#### PROVIDED RECORDS ####
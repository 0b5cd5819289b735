//! # Page Break Decisions
//!
//! What to do with the next fragment given the state of the current page.
//! The rules run in a fixed order:
//!
//! 1. keep-with-next: a fragment that would be separated from its
//!    successor moves to a fresh page first;
//! 2. keep-together: never split; moved whole, or an error when no page is
//!    tall enough;
//! 3. anything that fits is placed whole;
//! 4. tables split between rows;
//! 5. everything else splits at the page boundary.
//!
//! `MoveToNextPage` is only ever returned for a page that already has
//! content, so acting on it and asking again always makes progress.

use super::EPSILON;
use crate::error::FolioError;
use crate::layout::LayoutFragment;

/// The current page as the decision sees it.
#[derive(Debug, Clone, Copy, PartialEq)]
pub struct PageState {
    pub remaining: f64,
    pub content_height: f64,
    pub has_content: bool,
}

impl PageState {
    fn fits(&self, height: f64) -> bool {
        height <= self.remaining + EPSILON
    }
}

/// Break hints in force for a fragment: its own, plus any handed down by a
/// container that pagination expanded.
#[derive(Debug, Clone, Copy, Default, PartialEq, Eq)]
pub struct BreakHints {
    pub break_before: bool,
    pub keep_with_next: bool,
}

impl BreakHints {
    pub fn of(fragment: &LayoutFragment) -> Self {
        Self {
            break_before: fragment.break_before(),
            keep_with_next: fragment.keep_with_next(),
        }
    }
}

/// Decide what to do with a fragment at the current position.
#[derive(Debug, Clone, Copy, PartialEq, Eq)]
pub enum BreakDecision {
    /// Place the entire fragment on the current page.
    Place,
    /// Finish the current page, then decide again.
    MoveToNextPage,
    /// Split a table between rows, repeating its header.
    SplitRows,
    /// Split the fragment wherever the page ends.
    Split,
}

pub fn decide_break(
    fragment: &LayoutFragment,
    hints: BreakHints,
    next: Option<&LayoutFragment>,
    page: PageState,
) -> Result<BreakDecision, FolioError> {
    let height = fragment.height;

    if hints.keep_with_next && page.has_content {
        if let Some(next) = next {
            if !page.fits(height + next.height) {
                return Ok(BreakDecision::MoveToNextPage);
            }
        }
    }

    if fragment.keep_together() {
        if height > page.content_height + EPSILON {
            return Err(FolioError::PaginationImpossible {
                path: fragment.path().to_string(),
                height,
                content_height: page.content_height,
            });
        }
        if !page.fits(height) && page.has_content {
            return Ok(BreakDecision::MoveToNextPage);
        }
        return Ok(BreakDecision::Place);
    }

    if page.fits(height) {
        return Ok(BreakDecision::Place);
    }

    if fragment.is_table() {
        return Ok(BreakDecision::SplitRows);
    }

    // Nothing left of this page to split into
    if page.remaining <= EPSILON && page.has_content {
        return Ok(BreakDecision::MoveToNextPage);
    }

    Ok(BreakDecision::Split)
}

#[cfg(test)]
mod tests {
    use super::*;
    use crate::layout::keys;

    fn state(remaining: f64, has_content: bool) -> PageState {
        PageState {
            remaining,
            content_height: 500.0,
            has_content,
        }
    }

    fn frag(height: f64) -> LayoutFragment {
        LayoutFragment::block("F", 100.0, height)
    }

    fn decide(
        f: &LayoutFragment,
        next: Option<&LayoutFragment>,
        page: PageState,
    ) -> Result<BreakDecision, FolioError> {
        decide_break(f, BreakHints::of(f), next, page)
    }

    #[test]
    fn everything_fits() {
        let decision = decide(&frag(100.0), None, state(100.0, true)).unwrap();
        assert_eq!(decision, BreakDecision::Place);
    }

    #[test]
    fn unbreakable_moves() {
        let f = frag(200.0).with_metadata(keys::KEEP_TOGETHER, "true");
        let decision = decide(&f, None, state(150.0, true)).unwrap();
        assert_eq!(decision, BreakDecision::MoveToNextPage);
        // On an empty page it is placed, never moved again
        let decision = decide(&f, None, state(500.0, false)).unwrap();
        assert_eq!(decision, BreakDecision::Place);
    }

    #[test]
    fn unbreakable_taller_than_page_is_an_error() {
        let f = frag(501.0).with_metadata(keys::KEEP_TOGETHER, "true");
        let err = decide(&f, None, state(500.0, false)).unwrap_err();
        assert!(matches!(err, FolioError::PaginationImpossible { .. }));
    }

    #[test]
    fn keep_with_next_looks_at_successor() {
        let f = frag(200.0).with_metadata(keys::KEEP_WITH_NEXT, "true");
        let next = frag(260.0);
        let decision = decide(&f, Some(&next), state(300.0, true)).unwrap();
        assert_eq!(decision, BreakDecision::MoveToNextPage);
        let decision = decide(&f, Some(&next), state(500.0, false)).unwrap();
        assert_eq!(decision, BreakDecision::Place);
        // Last fragment: nothing to keep with
        let decision = decide(&f, None, state(300.0, true)).unwrap();
        assert_eq!(decision, BreakDecision::Place);
    }

    #[test]
    fn keep_with_next_is_checked_before_keep_together() {
        let f = frag(100.0)
            .with_metadata(keys::KEEP_WITH_NEXT, "true")
            .with_metadata(keys::KEEP_TOGETHER, "true");
        let next = frag(100.0);
        let decision = decide(&f, Some(&next), state(150.0, true)).unwrap();
        assert_eq!(decision, BreakDecision::MoveToNextPage);
    }

    #[test]
    fn tables_split_by_rows() {
        let table = frag(800.0).with_metadata(keys::TABLE_COLUMNS, "2");
        let decision = decide(&table, None, state(300.0, true)).unwrap();
        assert_eq!(decision, BreakDecision::SplitRows);
    }

    #[test]
    fn split_at_page_end() {
        let decision = decide(&frag(800.0), None, state(300.0, true)).unwrap();
        assert_eq!(decision, BreakDecision::Split);
        let decision = decide(&frag(800.0), None, state(0.0, true)).unwrap();
        assert_eq!(decision, BreakDecision::MoveToNextPage);
    }

    #[test]
    fn inherited_keep_with_next_counts() {
        let f = frag(200.0);
        let next = frag(260.0);
        let hints = BreakHints {
            keep_with_next: true,
            ..Default::default()
        };
        let decision = decide_break(&f, hints, Some(&next), state(300.0, true)).unwrap();
        assert_eq!(decision, BreakDecision::MoveToNextPage);
        let decision = decide(&f, Some(&next), state(300.0, true)).unwrap();
        assert_eq!(decision, BreakDecision::Place);
    }
}
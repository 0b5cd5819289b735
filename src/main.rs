//! # Folio CLI
//!
//! Usage:
//!   folio request.json -o pages.json
//!   echo '{ ... }' | folio -o pages.json
//!   folio --example > request.json
//!
//! Set `RUST_LOG=folio=debug` to see layout and pagination decisions.

use std::env;
use std::fs;
use std::io::{self, Read};
use std::process;

fn main() {
    env_logger::Builder::from_env(env_logger::Env::default().default_filter_or("warn")).init();

    let args: Vec<String> = env::args().collect();

    if args.iter().any(|a| a == "--example") {
        print!("{}", example_request_json());
        return;
    }

    let input = if args.len() > 1 && !args[1].starts_with('-') {
        match fs::read_to_string(&args[1]) {
            Ok(s) => s,
            Err(e) => fail(&format!("Failed to read {}: {e}", args[1])),
        }
    } else {
        let mut buf = String::new();
        if let Err(e) = io::stdin().read_to_string(&mut buf) {
            fail(&format!("Failed to read stdin: {e}"));
        }
        buf
    };

    let output_path = args
        .windows(2)
        .find(|w| w[0] == "-o")
        .map(|w| w[1].clone())
        .unwrap_or_else(|| "output.json".to_string());

    match folio::render_json(&input) {
        Ok(bytes) => {
            if let Err(e) = fs::write(&output_path, &bytes) {
                fail(&format!("Failed to write {output_path}: {e}"));
            }
            eprintln!("✓ Written {} bytes to {}", bytes.len(), output_path);
        }
        Err(e) => fail(&e.to_string()),
    }
}

fn fail(message: &str) -> ! {
    eprintln!("✗ {message}");
    process::exit(1);
}

fn example_request_json() -> &'static str {
    r##"{
  "page": {
    "width": 595.28,
    "height": 841.89,
    "margin": { "top": 54, "right": 54, "bottom": 54, "left": 54 }
  },
  "layout": { "inlineBlock": true, "tables": true },
  "pagination": { "repeatTableHeaders": true },
  "document": {
    "kind": { "type": "Document" },
    "children": [
      {
        "kind": { "type": "Heading", "level": 1 },
        "style": { "fontSize": 24, "keepWithNext": true, "margin": { "bottom": 12 } },
        "children": [{ "kind": { "type": "Text", "content": "Invoice #INV-2026-001" } }]
      },
      {
        "kind": { "type": "Paragraph" },
        "style": { "fontSize": 10, "lineHeight": 1.5 },
        "children": [
          { "kind": { "type": "Text", "content": "Billed to " } },
          {
            "kind": { "type": "Strong" },
            "children": [{ "kind": { "type": "Text", "content": "Widget Industries" } }]
          },
          { "kind": { "type": "LineBreak" } },
          { "kind": { "type": "Text", "content": "456 Client Ave, New York, NY 10001" } },
          {
            "kind": { "type": "Span" },
            "style": {
              "display": "InlineBlock",
              "padding": { "left": 4, "right": 4 },
              "borderWidth": { "top": 1, "right": 1, "bottom": 1, "left": 1 }
            },
            "children": [{ "kind": { "type": "Text", "content": "PAID" } }]
          }
        ]
      },
      {
        "kind": { "type": "Table" },
        "style": { "borderSpacing": 2 },
        "children": [
          {
            "kind": { "type": "TableHeader" },
            "children": [
              {
                "kind": { "type": "TableRow" },
                "children": [
                  { "kind": { "type": "TableCell", "header": true }, "children": [{ "kind": { "type": "Text", "content": "Description" } }] },
                  { "kind": { "type": "TableCell", "header": true }, "children": [{ "kind": { "type": "Text", "content": "Qty" } }] },
                  { "kind": { "type": "TableCell", "header": true }, "children": [{ "kind": { "type": "Text", "content": "Total" } }] }
                ]
              }
            ]
          },
          {
            "kind": { "type": "TableBody" },
            "children": [
              {
                "kind": { "type": "TableRow" },
                "children": [
                  { "kind": { "type": "TableCell" }, "children": [{ "kind": { "type": "Text", "content": "Web Development Services" } }] },
                  { "kind": { "type": "TableCell" }, "children": [{ "kind": { "type": "Text", "content": "40" } }] },
                  { "kind": { "type": "TableCell" }, "children": [{ "kind": { "type": "Text", "content": "$6,000.00" } }] }
                ]
              },
              {
                "kind": { "type": "TableRow" },
                "children": [
                  { "kind": { "type": "TableCell" }, "children": [{ "kind": { "type": "Text", "content": "UI/UX Design" } }] },
                  { "kind": { "type": "TableCell" }, "children": [{ "kind": { "type": "Text", "content": "20" } }] },
                  { "kind": { "type": "TableCell" }, "children": [{ "kind": { "type": "Text", "content": "$3,500.00" } }] }
                ]
              }
            ]
          },
          {
            "kind": { "type": "TableFooter" },
            "children": [
              {
                "kind": { "type": "TableRow" },
                "children": [
                  { "kind": { "type": "TableCell" }, "children": [{ "kind": { "type": "Text", "content": "Total" } }] },
                  { "kind": { "type": "TableCell" } },
                  { "kind": { "type": "TableCell" }, "children": [{ "kind": { "type": "Text", "content": "$9,500.00" } }] }
                ]
              }
            ]
          }
        ]
      },
      {
        "kind": { "type": "Paragraph" },
        "style": { "fontSize": 9, "keepTogether": true, "margin": { "top": 24 } },
        "children": [
          { "kind": { "type": "Text", "content": "Payment is due within 15 days of invoice date." } }
        ]
      }
    ]
  }
}"##
}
####
* [WORK REQUIRED] Only the lines from the beginning of the material through the line with "#[derive(Debug, Clone, Copy, PartialEq)]" should appear in the answer, each copied exactly.

* [ANSWER TO THIS TASK]
repository 0b5cd5819289b735
//! # Page Break Decisions
//!
//! What to do with the next fragment given the state of the current page.
//! The rules run in a fixed order:
//!
//! 1. keep-with-next: a fragment that would be separated from its
//!    successor moves to a fresh page first;
//! 2. keep-together: never split; moved whole, or an error when no page is
//!    tall enough;
//! 3. anything that fits is placed whole;
//! 4. tables split between rows;
//! 5. everything else splits at the page boundary.
//!
//! `MoveToNextPage` is only ever returned for a page that already has
//! content, so acting on it and asking again always makes progress.

use super::EPSILON;
use crate::error::FolioError;
use crate::layout::LayoutFragment;

/// The current page as the decision sees it.
#[derive(Debug, Clone, Copy, PartialEq)]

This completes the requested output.